Des compétences en anglais sont certainement nécessaires
pour atteindre le niveau universitaire. Cependant le cœur du
problème est de savoir jusqu'à quel point les
étudiants ont accès aux contenus. Les étudiants
devraient arriver à l'école prêts à et
capables d'apprendre. L'environnement des apprentissages devrait leur
permettre de participer activement à leur propre
éducation. Pour les étudiants des minorités de
langue le problème est de ne pas pouvoir utiliser à
l'école la langue qu'ils possèdent déjà.
Pour les enfants sourds le problème est plutôt qu'ils ne
possèdent aucune langue. Trop nombreux sont ceux qui viennent
à l'école en ne possédant dans aucune langue les
savoir-faire adéquats. Or l'apprentissage ne peut débuter
avant que des savoir-faire adéquats soient mis en place. A cet
égard, pour de nombreux enfants sourds, l'école n'est pas
tellement mieux que la maison. Bien des enfants sourds n'ont pas
accès à l'ASL à la maison et souvent pas plus
à l'école. Donc le problème de la langue chez les
enfants sourds est pour le moins complexe. Idéalement, ils
devraient entrer à l'école en maîtrisant
déjà une langue. Cela est possible s'ils ont accès
à l'ASL pendant leur jeune âge. Par ailleurs, il serait
souhaitable qu'à l'école l'ASL soit la langue des
apprentissages.
Historique de la marginalisation de l'ASL et de l'émergence de l'anglais manuel
Les conditions historiques dans lesquelles est apparu l'anglais
signé sont utiles pour comprendre le contexte de la
marginalisation de l'ASL et les références occasionnelles
à l'anglais signé dans cet article. Il existe depuis la
fin du 19° siècle, chez les éducateurs des enfants
sourds, une discussion animée sur les mérites respectifs
de l'ASL et de l'anglais parlé.

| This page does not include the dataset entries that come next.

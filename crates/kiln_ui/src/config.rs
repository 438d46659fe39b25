//! Display configuration.
//!
//! Loaded once at startup from TOML. Every field has a default so a config
//! file only needs to name what it changes:
//!
//! ```toml
//! screen_width = 400
//! screen_height = 240
//! quit_action = "home_menu"
//! ```

use crate::error::{UiError, UiResult};
use crate::input::Buttons;
use crate::layout::Viewport;
use crate::style::Color;
use serde::{Deserialize, Serialize};
use std::path::Path;

/// What a quit request does on this platform.
#[derive(Debug, Clone, Copy, PartialEq, Eq, Default, Serialize, Deserialize)]
#[serde(rename_all = "snake_case")]
pub enum QuitAction {
    /// Leave the main loop and let the process exit.
    #[default]
    Exit,
    /// Ask the OS to return to its home menu, then leave the main loop.
    HomeMenu,
}

/// Startup configuration for a [`Display`](crate::display::Display).
#[derive(Debug, Clone, PartialEq, Serialize, Deserialize)]
#[serde(default)]
pub struct DisplayConfig {
    /// Window title, where the platform has windows.
    pub title: String,
    /// Logical screen width.
    pub screen_width: f32,
    /// Logical screen height.
    pub screen_height: f32,
    /// Physical pixels per logical pixel.
    pub dpi_scale: f32,
    /// Target frame time in milliseconds.
    pub frame_budget_ms: u64,
    /// Keep highlighted elements redrawing so their border pulses.
    pub idle_cursor_pulsing: bool,
    /// Outline every element without a background.
    pub debug: bool,
    /// Pointer travel (logical pixels) that cancels a pending click.
    pub drag_threshold: f32,
    /// Quit when `exit_button` is pressed.
    pub exit_on_button: bool,
    /// Logical button name that quits.
    pub exit_button: String,
    /// What quitting means on this platform.
    pub quit_action: QuitAction,
    /// Frames between synthesized presses of a held direction.
    pub rapid_fire_rate: u32,
    /// Root background, as RGB bytes.
    pub background: [u8; 3],
}

impl Default for DisplayConfig {
    fn default() -> Self {
        Self {
            title: "kiln".to_string(),
            screen_width: 1280.0,
            screen_height: 720.0,
            dpi_scale: 1.0,
            frame_budget_ms: 16,
            idle_cursor_pulsing: false,
            debug: false,
            drag_threshold: 40.0,
            exit_on_button: true,
            exit_button: "START".to_string(),
            quit_action: QuitAction::Exit,
            rapid_fire_rate: 12,
            background: [0x42, 0x45, 0x48],
        }
    }
}

impl DisplayConfig {
    /// Parses and validates a TOML document.
    ///
    /// # Errors
    ///
    /// Returns [`UiError::InvalidConfig`] if the document does not parse or a
    /// value is out of range.
    pub fn from_toml_str(source: &str) -> UiResult<Self> {
        let config: Self =
            toml::from_str(source).map_err(|err| UiError::InvalidConfig(err.to_string()))?;
        config.validate()?;
        Ok(config)
    }

    /// Reads, parses, and validates a TOML file.
    ///
    /// # Errors
    ///
    /// Returns [`UiError::ConfigRead`] if the file cannot be read, otherwise
    /// the errors of [`DisplayConfig::from_toml_str`].
    pub fn load(path: impl AsRef<Path>) -> UiResult<Self> {
        let path = path.as_ref();
        let source = std::fs::read_to_string(path).map_err(|err| UiError::ConfigRead {
            path: path.display().to_string(),
            reason: err.to_string(),
        })?;
        let config = Self::from_toml_str(&source)?;
        tracing::info!(
            "Loaded display config from {}: {}x{}",
            path.display(),
            config.screen_width,
            config.screen_height
        );
        Ok(config)
    }

    /// Checks that every value is usable.
    ///
    /// # Errors
    ///
    /// Returns the first problem found.
    pub fn validate(&self) -> UiResult<()> {
        if !(self.screen_width > 0.0 && self.screen_height > 0.0) {
            return Err(UiError::InvalidResolution {
                width: self.screen_width,
                height: self.screen_height,
            });
        }
        if self.dpi_scale <= 0.0 {
            return Err(UiError::InvalidConfig(format!(
                "dpi_scale must be positive, got {}",
                self.dpi_scale
            )));
        }
        if self.frame_budget_ms == 0 {
            return Err(UiError::InvalidConfig(
                "frame_budget_ms must be at least 1".to_string(),
            ));
        }
        if self.rapid_fire_rate == 0 {
            return Err(UiError::InvalidConfig(
                "rapid_fire_rate must be at least 1".to_string(),
            ));
        }
        if self.drag_threshold < 0.0 {
            return Err(UiError::InvalidConfig(format!(
                "drag_threshold must not be negative, got {}",
                self.drag_threshold
            )));
        }
        self.exit_buttons()?;
        Ok(())
    }

    /// Resolves `exit_button` to a button mask.
    ///
    /// # Errors
    ///
    /// Returns [`UiError::UnknownButton`] for an unknown name.
    pub fn exit_buttons(&self) -> UiResult<Buttons> {
        Buttons::from_name(&self.exit_button)
    }

    /// Returns the root background color.
    #[must_use]
    pub fn background_color(&self) -> Color {
        let [r, g, b] = self.background;
        Color::from_rgb8(r, g, b)
    }

    /// Returns the configured logical viewport.
    #[must_use]
    pub fn viewport(&self) -> Viewport {
        Viewport {
            width: self.screen_width,
            height: self.screen_height,
            dpi_scale: self.dpi_scale,
        }
    }
}

/// Process-wide values read by elements and constraints at runtime.
#[derive(Debug, Clone, PartialEq)]
pub struct DisplaySettings {
    /// Logical screen and DPI scale.
    pub viewport: Viewport,
    /// Keep highlighted elements redrawing so their border pulses.
    pub idle_cursor_pulsing: bool,
    /// Outline every element without a background.
    pub debug: bool,
    /// Pointer travel (logical pixels) that cancels a pending click.
    pub drag_threshold: f32,
}

impl DisplaySettings {
    /// Creates settings for a viewport with default flags.
    #[must_use]
    pub fn new(viewport: Viewport) -> Self {
        Self {
            viewport,
            idle_cursor_pulsing: false,
            debug: false,
            drag_threshold: 40.0,
        }
    }

    /// Returns the click-cancel distance with the DPI scale applied once.
    #[must_use]
    pub fn drag_threshold_px(&self) -> f32 {
        self.drag_threshold * self.viewport.dpi_scale
    }
}

impl Default for DisplaySettings {
    fn default() -> Self {
        Self::new(Viewport::default())
    }
}

impl From<&DisplayConfig> for DisplaySettings {
    fn from(config: &DisplayConfig) -> Self {
        Self {
            viewport: config.viewport(),
            idle_cursor_pulsing: config.idle_cursor_pulsing,
            debug: config.debug,
            drag_threshold: config.drag_threshold,
        }
    }
}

Encore aujourd'hui cela est loin
d'être résolu (Lane, 1980, 1992 ; Moores, 1987). De
nombreux éducateurs non sourds (à l'image du public en
général) ont considéré l'ASL comme
essentiellement imagée, concrète et primitive (Lane,
1985).
Nover et Ruiz (1994) ont émis l'hypothèse que la
politique sur la question de la langue dans l'éducation des
sourds a été formée de manière
prédominante dans un paradigme qu'ils ont appelé "la
politique du handicap". Ceux qui adhèrent à cette
hypothèse décrivent les enfants sourds dans une
perspective pathologique. La surdité a historiquement
été considérée comme devant être
traitée. Les solutions proposées pour remédier
à cette infirmité ont été fondamentalement
les mêmes et n'ont varié qu'en intensité. Elles
incluaient la valorisation de la moindre possibilité d'entendre,
un élevage insistant sur l'importance des comportements
d'entendants et la reconnaissance de la nécessité
d'éduquer les enfants sourds en anglais. Depuis longtemps les
éducateurs considéraient l'ASL comme un facteur
désavantageux sur le plan social, économique et
éducatif et cherchaient à le supprimer.
Cependant, cela n'a pas été le cas pendant les cinquante
ans suivant l'ouverture de la première école pour enfants
sourds en Amérique en 1817. Pour les enfants sourds de cette
époque aller à l'école impliquait de vivre dans un
internat où l'ASL était utilisé. Le temps passant,
le courant d'idées opposé au fait de signer en classe
prit de l'importance. L'opinion commune qui était que les
enfants sourds devaient être entraînés à
utiliser l'anglais parlé et à se "normaliser" fut de plus
en plus populaire. En 1867, avec l'ouverture de la première
école orale pour enfants sourds en Amérique, l'oralisme
apparut comme une alternative. L'ouverture de cette école fut un
événement décisif pour la transformation des
pratiques langagières des cinquante années suivantes.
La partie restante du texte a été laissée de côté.